There is a major retention issue with PSWs in Ontario, which particularly affects home care. PSWs are transitioning to the long-term care sector in search of a safer environment with better institutional support and more stable pay and schedule, says Ferrier. According to the OPSWA report, the Statistics Canada vacancy rate for workers employed in the Personal Services Field, which includes PSWs, rose from 3.4 percent in 2017 to 4.8 percent in 2018. It is the highest vacancy rate in any field across Canada.
What can be done to reduce the risk of workplace violence for home care providers?
At the provincial level, the Ontario Health Care Health and Safety Committee has been working to translate tools designed for hospital settings into home care, says Lewis. The Public Services Health and Safety Association, a non-profit organization funded by the Ministry of Labour, recently developed a community care violence assessment tool which provides home care agencies and their personnel with an online instrument to assess, prevent and address violence. The tool is intended for pre-visit assessments of the home and tackles such issues as environmental conditions, communications and access, the presence of animals or weapons, and clients’ cognitive ability and challenging behaviours. It asks questions such as, “Are there any uneven surfaces that might impede a quick exit?” and “Are there unsecured firearms/weapons in the home?”

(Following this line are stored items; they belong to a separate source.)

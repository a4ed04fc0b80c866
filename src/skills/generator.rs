//! Script generation through the reasoning endpoint

use serde_json::{json, Value};
use tracing::{debug, warn};

use super::executor::CapabilitySet;
use crate::agent::{prompts, AskRequest, ReasoningClient, Reply};
use crate::lang::Language;

/// Output schema: a single `code` string
pub fn code_schema() -> Value {
    json!({
        "type": "OBJECT",
        "properties": {
            "code": { "type": "STRING" }
        },
        "required": ["code"]
    })
}

/// Asks the remote model for a Rhai script restricted to a capability set
#[derive(Clone)]
pub struct ScriptGenerator {
    client: ReasoningClient,
    capabilities: CapabilitySet,
}

impl ScriptGenerator {
    pub fn new(client: ReasoningClient, capabilities: CapabilitySet) -> Self {
        Self { client, capabilities }
    }

    /// Generated source, or `None` if the model gave nothing usable
    pub async fn generate(&self, task: &str, language: Language) -> Option<String> {
        let prompt = prompts::code_generation(task, &self.capabilities.describe(), language);
        let reply = self.client.ask(AskRequest::structured(prompt, code_schema())).await;
        extract_code(reply)
    }
}

/// Pull a non-empty `code` field out of a structured reply
pub fn extract_code(reply: Reply) -> Option<String> {
    match reply {
        Reply::Structured(value) => {
            let code = value
                .get("code")
                .and_then(Value::as_str)
                .map(str::trim)
                .filter(|c| !c.is_empty())
                .map(str::to_string);
            if code.is_none() {
                warn!("Generated reply has no code field");
            }
            code
        }
        Reply::Failed(reason) => {
            debug!("Code generation failed: {}", reason);
            None
        }
        Reply::Text(_) => {
            warn!("Code generation returned free text instead of structured output");
            None
        }
    }
}

#[cfg(test)]
mod tests {
    use super::*;

    #[test]
    fn test_extract_code() {
        assert_eq!(
            extract_code(Reply::Structured(json!({ "code": " print(1); " }))),
            Some("print(1);".to_string())
        );
        assert_eq!(extract_code(Reply::Structured(json!({ "script": "x" }))), None);
        assert_eq!(extract_code(Reply::Structured(json!({ "code": "" }))), None);
        assert_eq!(extract_code(Reply::Failed("offline".into())), None);
        assert_eq!(extract_code(Reply::Text("print(1);".into())), None);
    }
}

“As PSWs, we are trained to be observant and cautious,” says Jensen. “Other than that, it is pretty much learning on your own.” Crisis Prevention Intervention training, or CPI, is not mandatory for PSWs, but Jensen thinks it should be.
Laura Bulmer, registered nurse and professor in the PSW program at George Brown College, has been advocating for the inclusion of CPI in the PSW certificate. Currently, PSWs wanting to receive CPI training take it at an additional cost and on the weekends. “PSWs in home care are at a high risk for violence and receive lots of verbal abuse, like racial, sexist and homophobic slurs,” says Bulmer. “But they are hesitant to report. There is a need for additional training and continued support.”
OPSWA has been looking for a tech partner to develop a “panic button” device, similar to those worn by older adults on a necklace or bracelet. This could allow workers to connect directly with emergency services and send their GPS coordinates if the need arises.
Ontario’s health care changes present an opportunity for home care, says VanderBent. The dismantling of the LHINs and the creation of a centralized health care agency could speed information transfer and formalize procedures. Nesbitt explains that the Ontario Health Teams, which will soon replace the LHINs, will be a new way of organizing and delivering services in local communities. The teams, supported by the Ministry and Ontario Health, will be responsible for safe, high-quality, effective home care in partnership with service provider organizations. “Through a team-based approach,” says Nesbitt, “the Ministry hopes to improve connections in the system and promote safe, high-quality, effective care.”
Workplace safety should be everyone’s priority, says VanderBent. Because, “if it is unsafe for staff, it is unsafe for patients too.”
Astrid Escrig-Pinol is a freelance journalist and PhD candidate at the Dalla Lana School of Public Health, University of Toronto. She is currently pursuing a Certificate in Health Impact, offered jointly through the Munk School of Global Affairs and Public Policy, the School of Medicine and Dalla Lana.